Jueves, 17 octubre 2002 Año III. Edición 474 IMAGENES PORTADA
Desde...
Roma: Portátiles

por ARIEL LEóN  
Gente

Fue casualmente, hace dos días, llamando desde una cabina telefónica situada en la avenida bastante transitada del centro de una de esas ciudades europeas. La persona no se encontraba en casa. Sentí del otro lado su voz registrada en la cinta antes de que pudiera comenzar a hablar. Cuando terminó la grabación, no me quedó otro remedio que mascullar un mensaje en su contestador.
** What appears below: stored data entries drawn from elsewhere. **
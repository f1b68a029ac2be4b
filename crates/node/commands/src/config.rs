//! Figment-based configuration loading.
//!
//! Configuration priority (highest wins):
//! 1. CLI arguments (`--chain-id`, `--seeds`, `--listen-addr`, `--metrics`)
//! 2. Environment variables (`CHAIN`, `SEEDS`)
//! 3. Config file (`config.toml` in the data directory)
//! 4. Defaults

use eyre::{Result, WrapErr};
use figment::{
    Figment,
    providers::{Format, Serialized, Toml},
};
use seeder_node_core::{args::NetworkArgs, config::SeedConfig};
use serde::Serialize;
use std::path::Path;

/// Environment variable holding the network identifier.
pub const CHAIN_ENV: &str = "CHAIN";

/// Environment variable holding the seed list.
pub const SEEDS_ENV: &str = "SEEDS";

/// Values taken from the environment. Empty variables count as unset.
#[derive(Debug, Clone, Default, PartialEq, Eq, Serialize)]
pub struct EnvOverrides {
    #[serde(skip_serializing_if = "Option::is_none")]
    pub chain_id: Option<String>,
    #[serde(skip_serializing_if = "Option::is_none")]
    pub seeds: Option<String>,
}

impl EnvOverrides {
    /// Read the overrides through `lookup`, which maps a variable name to its value.
    pub fn from_lookup(lookup: impl Fn(&str) -> Option<String>) -> Self {
        let get = |key: &str| lookup(key).filter(|value| !value.trim().is_empty());
        Self {
            chain_id: get(CHAIN_ENV),
            seeds: get(SEEDS_ENV),
        }
    }

    /// Read the overrides from the process environment.
    pub fn from_env() -> Self {
        Self::from_lookup(|key| std::env::var(key).ok())
    }
}

/// Layer defaults, the config file at `path`, the environment and the CLI,
/// then validate the result.
///
/// A missing file is skipped. A malformed file or an unparseable address is an error.
pub fn load_config(path: &Path, env: &EnvOverrides, cli: &NetworkArgs) -> Result<SeedConfig> {
    let mut figment = Figment::new().merge(Serialized::defaults(SeedConfig::default()));

    if path.exists() {
        figment = figment.merge(Toml::file(path));
    }

    let config: SeedConfig = figment
        .merge(Serialized::defaults(env))
        .merge(Serialized::defaults(cli))
        .extract()
        .wrap_err_with(|| format!("Failed to load configuration from {}", path.display()))?;

    config.validate().wrap_err("Invalid configuration")?;
    Ok(config)
}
Mientras lo hacía, a cincuenta pasos de mí un loco hablaba solo frente al café de la esquina, simulando tener delante a una o varias personas que supuestamente lo escuchaban con atención o lo interrumpían, según el caso. Estando al teléfono todavía, observé a los numerosos transeúntes intentando evitar siquiera el roce con el cuerpo del orate, haciendo gala de ese rechazo elocuente que los otros sienten ante el menor contacto con la demencia, bajando de la acera por un momento y volviendo sobre ella para continuar su itinerario de sanos peatones. A cincuenta pasos se encontraban conmigo, que excluyendo todos los argumentos que pudiera manejar a mi favor, de hecho me encontraba también hablando solo, lo cual no les inspiraba el menor rechazo. Es curioso como nos habituamos a ordenarlo todo con una ligereza enfermiza, encontrando argumentos que nos permitan, por ejemplo, rechazar a un hombre por motivos que a poca distancia se repiten provocándonos una reacción totalmente diferente. Pensé que estos locos, que a diario conversan solos por las calles, podrían evitarse la molestia de verse repudiados solamente descolgando un teléfono y llevándose el auricular al oído.

Fue repentino. Una agitación enorme me ocupó el cuerpo entero. Descubrí, con un asombro confuso que me erizó de temor, que YA LO HABÍAN HECHO. Que aquella masa de transeúntes que simulaba hablar a través del portátil, en los cafés, en los trenes, en los restaurantes, en las estaciones o en plena calle, no era más que una inmensa legión de dementes que había descubierto, mucho antes que yo —pobre ingenuo—, la fragilidad y la pobreza esencial de nuestros recursos. Descubrí bruscamente que no eran ellos los rechazados, sino nosotros. Eran ellos los que habían dimitido formando frente a nosotros un cuerpo de desertores que continuaba viviendo a nuestro lado. Ahora, únicamente ahora, puedo explicarme los ojos inquietantemente abiertos de esos seres que caminan con el portátil al oído. En plena calle estaba casi rodeado por esa caravana de idiotas que había hallado, en medio de su sinrazón cotidiana, las ventajas de nuestra estupidez.

Regresé a casa con una sensación de asfixia, conciente de que ellos formaban parte de una contundente mayoría, de que sólo lo disimulaban por comodidad o por no inquietarnos inútilmente, probablemente por lástima. Dos largos días me bastaron para asumir la sorpresa. Ahora no me engañan. He comprado un portátil en el centro y mientras grito abiertamente en esta esquina veo cruzar a los otros, que me miran evitándome con precaución; llevan en el rostro el desconcierto frecuente de los que pertenecen a una minoría. Es evidente que aún no se han percatado de nada.